---- PROVIDED DATA
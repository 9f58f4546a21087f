// Copyright 2024 Karl Sundequist Blomdahl <karl.sundequist.blomdahl@gmail.com>
//
// Licensed under the Apache License, Version 2.0 (the "License");
// you may not use this file except in compliance with the License.
// You may obtain a copy of the License at
//
//     http://www.apache.org/licenses/LICENSE-2.0
//
// Unless required by applicable law or agreed to in writing, software
// distributed under the License is distributed on an "AS IS" BASIS,
// WITHOUT WARRANTIES OR CONDITIONS OF ANY KIND, either express or implied.
// See the License for the specific language governing permissions and
// limitations under the License.

use std::cmp::Ordering;
use std::fmt;

/// A public, unpadded board coordinate. The origin is the top-left
/// intersection, `x` increases rightward (column), `y` increases downward
/// (row). This is the coordinate space every public API (`Board`, `Move`,
/// feature planes) speaks; the one-cell padding ring `Board` keeps
/// internally never leaks out through a `Point`.
#[derive(Clone, Copy, Debug, PartialEq, Eq, Hash)]
pub struct Point {
    pub x: u8,
    pub y: u8
}

impl Point {
    pub fn new(x: u8, y: u8) -> Self {
        Self { x, y }
    }
}

/// Points are ordered row-major (`y` then `x`). Any total order over points
/// would do for the liberty/group set containers (§9 of the design notes);
/// row-major is picked and fixed here.
impl Ord for Point {
    fn cmp(&self, other: &Self) -> Ordering {
        (self.y, self.x).cmp(&(other.y, other.x))
    }
}

impl PartialOrd for Point {
    fn partial_cmp(&self, other: &Self) -> Option<Ordering> {
        Some(self.cmp(other))
    }
}

impl fmt::Display for Point {
    fn fmt(&self, f: &mut fmt::Formatter) -> fmt::Result {
        let col = if self.x < 8 { b'A' + self.x } else { b'B' + self.x };

        write!(f, "{}{}", col as char, self.y + 1)
    }
}

#[cfg(test)]
mod tests {
    use super::*;

    #[test]
    fn orders_row_major() {
        let a = Point::new(5, 0);
        let b = Point::new(0, 1);

        assert!(a < b, "row takes priority over column");
    }

    #[test]
    fn orders_by_column_within_a_row() {
        let a = Point::new(0, 3);
        let b = Point::new(1, 3);

        assert!(a < b);
    }
}
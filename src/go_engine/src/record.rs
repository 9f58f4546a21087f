// Copyright 2024 Karl Sundequist Blomdahl <karl.sundequist.blomdahl@gmail.com>
//
// Licensed under the Apache License, Version 2.0 (the "License");
// you may not use this file except in compliance with the License.
// You may obtain a copy of the License at
//
//     http://www.apache.org/licenses/LICENSE-2.0
//
// Unless required by applicable law or agreed to in writing, software
// distributed under the License is distributed on an "AS IS" BASIS,
// WITHOUT WARRANTIES OR CONDITIONS OF ANY KIND, either express or implied.
// See the License for the specific language governing permissions and
// limitations under the License.

//! The data contract a game-record parser hands this crate. There is no
//! parser here — no SGF, no file format, no regex — only the plain struct
//! a parser (living in some other crate) is expected to fill in, and the
//! glue that replays one against a `Board`.

use crate::board::{Board, Size};
use crate::color::Color;
use crate::moves::Move;
use crate::point::Point;
use crate::ruleset::Ruleset;

/// A single stone placed outside of normal play, e.g. a handicap stone or
/// an "AB"/"AW" setup node in an SGF-derived record.
#[derive(Clone, Copy, Debug, PartialEq, Eq, Hash)]
pub struct SetupStone {
    pub color: Color,
    pub point: Point
}

/// Everything a parsed game record needs to hand this crate in order to
/// reconstruct the final `Board`: the root-level game info plus the setup
/// stones and move sequence, already decoded into this crate's own types.
/// Producing one of these from an actual file format is explicitly out of
/// scope for this crate (§6 "Record parser (external)").
///
/// `moves` is the full move list the parser decoded, not yet split.
/// `Board::replay` plays `moves[..start_turn_index]` into `history` and
/// hands back the remainder, so a training pipeline can treat a mid-game
/// position as its working set without the parser needing to know
/// anything about where training starts. `result` is carried through
/// unused by `Board::replay`, exactly like `Ruleset::tax_rule`: it only
/// matters to whatever scores the finished game, not to replaying it.
#[derive(Clone, Debug, PartialEq)]
pub struct GameRecord {
    pub size: Size,
    pub komi: f32,
    pub ruleset: Ruleset,
    pub handicap: u8,
    pub setup: Vec<SetupStone>,
    pub moves: Vec<Move>,
    /// How many leading moves of the original record were already replayed
    /// into `history` before this record's `moves` starts.
    pub start_turn_index: u32,
    /// Signed score: positive favors Black, magnitude in points; ±1000
    /// conventionally marks a resignation, 0 a draw or void game.
    pub result: f32
}

impl Board {
    /// Resets `self` to `record`'s size/komi/ruleset/handicap, applies every
    /// setup stone, then plays `record.moves[..start_turn_index]` into
    /// history. Returns the remaining moves, trimmed, for the caller to
    /// step through one at a time as a training pipeline's actual working
    /// set (§6: "the training-time initial state can be mid-game").
    ///
    /// Every setup stone and move must be individually valid for the
    /// position it is applied to — same misuse contract as `setup`/`play`.
    pub fn replay(&mut self, record: &GameRecord) -> Vec<Move> {
        self.reset(record.size, record.komi, record.ruleset, record.handicap);

        for stone in &record.setup {
            self.setup(Move::Play(stone.color, stone.point));
        }

        let split = (record.start_turn_index as usize).min(record.moves.len());
        let (prefix, remainder) = record.moves.split_at(split);

        for &mv in prefix {
            self.play(mv);
        }

        remainder.to_vec()
    }
}
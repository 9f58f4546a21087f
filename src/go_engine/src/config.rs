// Copyright 2024 Karl Sundequist Blomdahl <karl.sundequist.blomdahl@gmail.com>
//
// Licensed under the Apache License, Version 2.0 (the "License");
// you may not use this file except in compliance with the License.
// You may obtain a copy of the License at
//
//     http://www.apache.org/licenses/LICENSE-2.0
//
// Unless required by applicable law or agreed to in writing, software
// distributed under the License is distributed on an "AS IS" BASIS,
// WITHOUT WARRANTIES OR CONDITIONS OF ANY KIND, either express or implied.
// See the License for the specific language governing permissions and
// limitations under the License.

//! Environment-tunable knobs, read once and cached. Mirrors the shape of
//! the teacher's `dg_utils::config` (a `lazy_static!` block of values parsed
//! from the environment with compiled-in defaults).

use std::env;

use crate::MAX_BOARD_SIZE;

lazy_static! {
    /// When set, the global Zobrist table (see `zobrist`) is generated from
    /// a `StdRng` seeded with this value instead of OS entropy, so golden
    /// hashes are reproducible across test runs. Unset by default — real
    /// data-generation runs get a fresh table per process, as spec.md's
    /// non-goals require.
    pub static ref ZOBRIST_SEED: Option<u64> = env::var("GO_ENGINE_ZOBRIST_SEED")
        .ok()
        .and_then(|value| value.parse().ok());

    /// Upper bound on `Board::new`'s requested size, clamped into
    /// `[1, Board::MAX]`. Defaults to `Board::MAX` (19); never relaxes it.
    pub static ref MAX_SIZE: u8 = env::var("GO_ENGINE_MAX_SIZE")
        .ok()
        .and_then(|value| value.parse::<u8>().ok())
        .map(|size| size.clamp(1, MAX_BOARD_SIZE))
        .unwrap_or(MAX_BOARD_SIZE);
}

#[cfg(test)]
mod tests {
    use super::*;

    #[test]
    fn max_size_never_exceeds_the_hard_ceiling() {
        assert!(*MAX_SIZE <= MAX_BOARD_SIZE);
        assert!(*MAX_SIZE >= 1);
    }
}
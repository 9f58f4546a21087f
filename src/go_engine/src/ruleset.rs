// Copyright 2024 Karl Sundequist Blomdahl <karl.sundequist.blomdahl@gmail.com>
//
// Licensed under the Apache License, Version 2.0 (the "License");
// you may not use this file except in compliance with the License.
// You may obtain a copy of the License at
//
//     http://www.apache.org/licenses/LICENSE-2.0
//
// Unless required by applicable law or agreed to in writing, software
// distributed under the License is distributed on an "AS IS" BASIS,
// WITHOUT WARRANTIES OR CONDITIONS OF ANY KIND, either express or implied.
// See the License for the specific language governing permissions and
// limitations under the License.

/// How repeated positions are forbidden.
#[derive(Clone, Copy, Debug, PartialEq, Eq, Hash)]
pub enum KoRule {
    /// Forbids only the immediate recapture.
    Simple,
    /// Forbids any repeat of a prior stone configuration, regardless of
    /// side to move.
    PositionalSuperko,
    /// Forbids any repeat of a prior (stone configuration, side to move)
    /// pair.
    SituationalSuperko
}

/// Whether a move that would leave the moving side's own group with zero
/// liberties is permitted.
#[derive(Clone, Copy, Debug, PartialEq, Eq, Hash)]
pub enum SuicideRule {
    Allowed,
    Disallowed
}

/// Carried through for downstream scorers; not interpreted by this crate.
#[derive(Clone, Copy, Debug, PartialEq, Eq, Hash)]
pub enum ScoringRule {
    Area,
    Territory
}

/// Carried through for downstream scorers; not interpreted by this crate.
#[derive(Clone, Copy, Debug, PartialEq, Eq, Hash)]
pub enum TaxRule {
    None,
    Seki,
    All
}

/// A compensation a handicapped white player receives, carried through for
/// downstream scorers; not interpreted by this crate.
#[derive(Clone, Copy, Debug, PartialEq, Eq, Hash)]
pub enum WhiteHandicapBonusRule {
    NoBonus,
    BonusN,
    BonusNMinus1
}

/// Whether the first pass of the game grants a one-time half-point "button"
/// that is consumed, and forgets all ko-forbidden history, the first time
/// either side passes.
#[derive(Clone, Copy, Debug, PartialEq, Eq, Hash)]
pub enum FirstPassBonusRule {
    None,
    Bonus
}

/// The full set of rule knobs a `Board` is parameterised over. `Ruleset` is
/// plain data: it has no behaviour of its own, it only configures how
/// `Board::legality` and `Board::play` resolve ko/suicide, and it carries a
/// few fields (`scoring_rule`, `tax_rule`, `white_handicap_bonus_rule`) that
/// exist purely for a downstream scorer this crate does not implement.
#[derive(Clone, Copy, Debug, PartialEq, Eq, Hash)]
pub struct Ruleset {
    pub ko_rule: KoRule,
    pub suicide_rule: SuicideRule,
    pub scoring_rule: ScoringRule,
    pub tax_rule: TaxRule,
    pub white_handicap_bonus_rule: WhiteHandicapBonusRule,
    pub first_pass_bonus_rule: FirstPassBonusRule
}

impl Ruleset {
    /// Positional superko, suicide allowed, area scoring. The ruleset used
    /// by the end-to-end scenarios of spec.md §8.
    pub const TROMP_TAYLOR: Ruleset = Ruleset {
        ko_rule: KoRule::PositionalSuperko,
        suicide_rule: SuicideRule::Allowed,
        scoring_rule: ScoringRule::Area,
        tax_rule: TaxRule::None,
        white_handicap_bonus_rule: WhiteHandicapBonusRule::NoBonus,
        first_pass_bonus_rule: FirstPassBonusRule::None
    };

    pub const CHINESE: Ruleset = Ruleset {
        ko_rule: KoRule::Simple,
        suicide_rule: SuicideRule::Disallowed,
        scoring_rule: ScoringRule::Area,
        tax_rule: TaxRule::None,
        white_handicap_bonus_rule: WhiteHandicapBonusRule::BonusN,
        first_pass_bonus_rule: FirstPassBonusRule::None
    };

    pub const JAPANESE: Ruleset = Ruleset {
        ko_rule: KoRule::Simple,
        suicide_rule: SuicideRule::Disallowed,
        scoring_rule: ScoringRule::Territory,
        tax_rule: TaxRule::None,
        white_handicap_bonus_rule: WhiteHandicapBonusRule::NoBonus,
        first_pass_bonus_rule: FirstPassBonusRule::None
    };

    pub const AGA: Ruleset = Ruleset {
        ko_rule: KoRule::SituationalSuperko,
        suicide_rule: SuicideRule::Disallowed,
        scoring_rule: ScoringRule::Area,
        tax_rule: TaxRule::None,
        white_handicap_bonus_rule: WhiteHandicapBonusRule::BonusNMinus1,
        first_pass_bonus_rule: FirstPassBonusRule::None
    };

    pub const NEW_ZEALAND: Ruleset = Ruleset {
        ko_rule: KoRule::SituationalSuperko,
        suicide_rule: SuicideRule::Allowed,
        scoring_rule: ScoringRule::Area,
        tax_rule: TaxRule::None,
        white_handicap_bonus_rule: WhiteHandicapBonusRule::NoBonus,
        first_pass_bonus_rule: FirstPassBonusRule::None
    };
}

impl Default for Ruleset {
    /// Tromp-Taylor is the ruleset used throughout spec.md §8's end-to-end
    /// scenarios, and the least surprising default for a data-generation
    /// pipeline that has not been told otherwise.
    fn default() -> Self {
        Ruleset::TROMP_TAYLOR
    }
}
--------
*EXERCISE DESCRIPTION*. Extract each line holding the word "group" from the records.

*RESULT*.
/// would do for the liberty/group set containers (§9 of the design notes);
/// Whether a move that would leave the moving side's own group with zero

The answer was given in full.